(Data entries)
###
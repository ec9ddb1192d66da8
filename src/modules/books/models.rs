use bookstore_kernel::settings::MediaSettings;
use serde::{Deserialize, Serialize};
use serde_json::Value;
use time::OffsetDateTime;
use validator::{Validate, ValidationError};

pub const RATING_MIN: i64 = 0;
pub const RATING_MAX: i64 = 5;

/// A stored book row.
#[derive(Debug, Clone, sqlx::FromRow)]
pub struct Book {
    pub id: i64,
    pub title: String,
    pub author: String,
    pub description: String,
    /// Path relative to the media root, e.g. `books/dune.pdf`
    pub file: Option<String>,
    pub publish_date: OffsetDateTime,
    pub created_at: OffsetDateTime,
}

/// A stored review row. At most one per `(user_id, book_id)`.
#[derive(Debug, Clone, sqlx::FromRow)]
pub struct Review {
    pub id: i64,
    pub user_id: i64,
    pub book_id: i64,
    pub review_text: String,
    pub rating: i64,
    pub created_at: OffsetDateTime,
}

/// Fields needed to insert a book.
#[derive(Debug, Clone, Validate)]
pub struct NewBook {
    #[validate(length(min = 1, max = 255))]
    pub title: String,
    #[validate(length(min = 1, max = 255))]
    pub author: String,
    pub description: String,
    pub file: Option<String>,
    pub publish_date: OffsetDateTime,
}

/// Body of `POST /books/{id}/add_review/`. The owner and the book come from
/// the caller's token and the path; anything the client sends for them is
/// ignored.
#[derive(Debug, Clone, Deserialize, Validate)]
pub struct CreateReviewRequest {
    #[validate(
        required(message = "This field is required."),
        custom(function = "validate_not_blank")
    )]
    pub review_text: Option<String>,
    /// Raw JSON; any non-integral or out-of-range value is a `rating` error
    #[validate(
        required(message = "This field is required."),
        custom(function = "validate_rating")
    )]
    pub rating: Option<Value>,
}

impl CreateReviewRequest {
    /// Review text with surrounding whitespace removed
    pub fn text(&self) -> &str {
        self.review_text.as_deref().map(str::trim).unwrap_or_default()
    }

    pub fn rating_value(&self) -> Option<i64> {
        self.rating.as_ref().and_then(|raw| parse_rating(raw).ok())
    }
}

fn validate_not_blank(value: &str) -> Result<(), ValidationError> {
    if value.trim().is_empty() {
        Err(ValidationError::new("blank").with_message("This field may not be blank.".into()))
    } else {
        Ok(())
    }
}

fn validate_rating(value: &Value) -> Result<(), ValidationError> {
    parse_rating(value).map(|_| ())
}

/// Accepts integral numbers (`4`, `4.0`) and numeric strings (`"4"`), then
/// bounds-checks against `RATING_MIN..=RATING_MAX`.
pub fn parse_rating(value: &Value) -> Result<i64, ValidationError> {
    let raw = match value {
        Value::Number(number) => number.as_f64(),
        Value::String(text) => text.trim().parse::<f64>().ok(),
        _ => None,
    };
    let rating = raw
        .filter(|r| r.is_finite() && r.fract() == 0.0)
        .ok_or_else(|| {
            ValidationError::new("invalid").with_message("A valid integer is required.".into())
        })?;

    if rating < RATING_MIN as f64 || rating > RATING_MAX as f64 {
        return Err(ValidationError::new("range").with_message(
            format!("Ensure this value is between {RATING_MIN} and {RATING_MAX}.").into(),
        ));
    }
    Ok(rating as i64)
}

#[derive(Debug, Clone, Serialize, Deserialize)]
pub struct ReviewResponse {
    pub id: i64,
    pub user: i64,
    pub book: i64,
    pub review_text: String,
    pub rating: i64,
    #[serde(with = "time::serde::rfc3339")]
    pub created_at: OffsetDateTime,
}

impl From<Review> for ReviewResponse {
    fn from(review: Review) -> Self {
        Self {
            id: review.id,
            user: review.user_id,
            book: review.book_id,
            review_text: review.review_text,
            rating: review.rating,
            created_at: review.created_at,
        }
    }
}

#[derive(Debug, Clone, Serialize, Deserialize)]
pub struct BookResponse {
    pub id: i64,
    pub title: String,
    pub author: String,
    pub description: String,
    /// Public URL of the uploaded file
    pub file: Option<String>,
    #[serde(with = "time::serde::rfc3339")]
    pub publish_date: OffsetDateTime,
    #[serde(with = "time::serde::rfc3339")]
    pub created_at: OffsetDateTime,
    pub reviews: Vec<ReviewResponse>,
}

impl BookResponse {
    pub fn new(book: Book, reviews: Vec<Review>, media: &MediaSettings) -> Self {
        Self {
            id: book.id,
            title: book.title,
            author: book.author,
            description: book.description,
            file: book.file.as_deref().map(|path| media.url_for(path)),
            publish_date: book.publish_date,
            created_at: book.created_at,
            reviews: reviews.into_iter().map(ReviewResponse::from).collect(),
        }
    }
}
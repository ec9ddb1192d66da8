use bookstore_http::AppError;
use thiserror::Error;

#[derive(Debug, Error)]
pub enum AuthError {
    #[error("No active account found with the given credentials")]
    InvalidCredentials,

    #[error("Authentication credentials were not provided.")]
    MissingCredentials,

    #[error("Given token not valid for any token type")]
    InvalidToken,

    #[error("User not found")]
    UserNotFound,

    #[error("A user with that username already exists.")]
    UsernameTaken,

    #[error("password hashing failed: {0}")]
    Hashing(String),

    #[error("token encoding failed: {0}")]
    Encoding(#[from] jsonwebtoken::errors::Error),

    #[error(transparent)]
    Database(#[from] sqlx::Error),
}

impl From<AuthError> for AppError {
    fn from(err: AuthError) -> Self {
        let message = err.to_string();
        match err {
            AuthError::InvalidCredentials => {
                AppError::unauthorized_with_code("no_active_account", message)
            }
            AuthError::MissingCredentials => {
                AppError::unauthorized_with_code("not_authenticated", message)
            }
            AuthError::InvalidToken => AppError::unauthorized_with_code("token_not_valid", message),
            AuthError::UserNotFound => AppError::unauthorized_with_code("user_not_found", message),
            AuthError::UsernameTaken => AppError::field("username", message),
            AuthError::Hashing(_) | AuthError::Encoding(_) => {
                AppError::Internal(anyhow::Error::new(err))
            }
            AuthError::Database(db) => AppError::from(db),
        }
    }
}
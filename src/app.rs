//! Application bootstrap shared by the server binary, the admin CLI and tests.

use anyhow::Context;
use bookstore_kernel::{settings::Settings, AppState, InitCtx, ModuleRegistry};

use crate::modules;

/// A connected, migrated application ready to serve.
pub struct Prepared {
    pub registry: ModuleRegistry,
    pub state: AppState,
}

impl Prepared {
    pub fn router(&self) -> axum::Router {
        bookstore_http::build_router(&self.registry, self.state.clone())
    }
}

/// Build the registry, open the database and apply pending migrations.
pub async fn prepare(settings: Settings) -> anyhow::Result<Prepared> {
    let mut registry = ModuleRegistry::new();
    modules::register_all(&mut registry);

    let db = bookstore_db::connect(&settings.database)
        .await
        .context("failed to open database")?;

    let applied = bookstore_db::migrate(&db, &registry.collect_migrations())
        .await
        .context("failed to apply migrations")?;
    tracing::info!(applied, "migrations complete");

    Ok(Prepared {
        registry,
        state: AppState::new(settings, db),
    })
}

/// Boot every module, serve HTTP until shutdown, then stop the modules.
pub async fn run(settings: Settings) -> anyhow::Result<()> {
    let prepared = prepare(settings).await?;
    let Prepared { registry, state } = &prepared;

    let ctx = InitCtx {
        settings: &state.settings,
        db: &state.db,
    };
    registry.boot(&ctx).await?;

    let served = bookstore_http::start_server(registry, state.clone()).await;

    registry.shutdown().await?;
    state.db.close().await;
    served
}
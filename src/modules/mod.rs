pub mod books;
pub mod users;

use bookstore_kernel::ModuleRegistry;

/// Register the framework core and every application module
pub fn register_all(registry: &mut ModuleRegistry) {
    registry.register_core(bookstore_authz::create_module());
    registry.register_custom(users::create_module());
    registry.register_custom(books::create_module());
}
use std::path::PathBuf;

use anyhow::{bail, Context};
use bookstore_app::modules::books::{files, models::NewBook, store};
use bookstore_authz::users::{
    self, validate_optional_email, validate_username, NewUser, USERNAME_MAX_LEN,
};
use bookstore_kernel::settings::Settings;
use clap::{Parser, Subcommand};
use time::{format_description::well_known::Rfc3339, OffsetDateTime};
use validator::Validate;

/// Administrative tasks for the bookstore service
#[derive(Debug, Parser)]
#[command(name = "bookstore-cli", version, about)]
struct Cli {
    #[command(subcommand)]
    command: Command,
}

#[derive(Debug, Subcommand)]
enum Command {
    /// Apply pending database migrations
    Migrate,

    /// Create a user account
    CreateUser {
        #[arg(long)]
        username: String,
        #[arg(long, default_value = "")]
        email: String,
        #[arg(long, env = "BOOKSTORE_CLI_PASSWORD", hide_env_values = true)]
        password: String,
    },

    /// Add a book to the catalog, optionally with an uploaded file
    AddBook {
        #[arg(long)]
        title: String,
        #[arg(long)]
        author: String,
        #[arg(long, default_value = "")]
        description: String,
        /// RFC 3339 timestamp; defaults to now
        #[arg(long)]
        publish_date: Option<String>,
        /// Local file copied into the media directory
        #[arg(long)]
        file: Option<PathBuf>,
    },

    /// Print the catalog with review counts
    ListBooks,
}

impl Command {
    fn name(&self) -> &'static str {
        match self {
            Command::Migrate => "migrate",
            Command::CreateUser { .. } => "create-user",
            Command::AddBook { .. } => "add-book",
            Command::ListBooks => "list-books",
        }
    }
}

#[tokio::main]
async fn main() -> anyhow::Result<()> {
    let cli = Cli::parse();

    let settings = Settings::load().context("failed to load bookstore settings")?;
    bookstore_telemetry::init(&settings.telemetry);

    let prepared = bookstore_app::prepare(settings).await?;
    let state = &prepared.state;

    let command = cli.command.name();
    tracing::info!(command, "running admin command");

    match cli.command {
        Command::Migrate => {
            println!("database is up to date");
        }
        Command::CreateUser {
            username,
            email,
            password,
        } => {
            if username.is_empty() || username.chars().count() > USERNAME_MAX_LEN {
                bail!("username must be between 1 and {USERNAME_MAX_LEN} characters");
            }
            validate_username(&username).map_err(|err| anyhow::anyhow!("{err}"))?;
            validate_optional_email(&email).map_err(|err| anyhow::anyhow!("{err}"))?;
            if password.is_empty() {
                bail!("password may not be blank");
            }

            let user = users::create_user(
                &state.db,
                NewUser {
                    username,
                    email,
                    password,
                },
            )
            .await?;
            println!("created user {} ({})", user.id, user.username);
        }
        Command::AddBook {
            title,
            author,
            description,
            publish_date,
            file,
        } => {
            let publish_date = match publish_date {
                Some(raw) => OffsetDateTime::parse(&raw, &Rfc3339)
                    .with_context(|| format!("invalid publish date '{raw}'"))?,
                None => OffsetDateTime::now_utc(),
            };

            let mut new_book = NewBook {
                title,
                author,
                description,
                file: None,
                publish_date,
            };
            new_book.validate().context("invalid book")?;

            if let Some(path) = file {
                let stored =
                    files::store_book_file(&path, &state.settings.books, &state.settings.media)
                        .await?;
                new_book.file = Some(stored);
            }

            let book = store::create_book(&state.db, &new_book).await?;
            println!("created book {} ({})", book.id, book.title);
        }
        Command::ListBooks => {
            let mut reviews = store::reviews_by_book(&state.db).await?;
            for book in store::list_books(&state.db).await? {
                let count = reviews.remove(&book.id).map_or(0, |r| r.len());
                println!(
                    "{}\t{}\t{}\t{} review(s)",
                    book.id, book.title, book.author, count
                );
            }
        }
    }

    state.db.close().await;
    tracing::info!(command, "admin command finished");
    Ok(())
}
###
**Work item:**
Check the lines above and copy each one that includes "stored".

**Answer box:**
/// A stored book row.
/// A stored review row. At most one per `(user_id, book_id)`.
                let stored =
                new_book.file = Some(stored);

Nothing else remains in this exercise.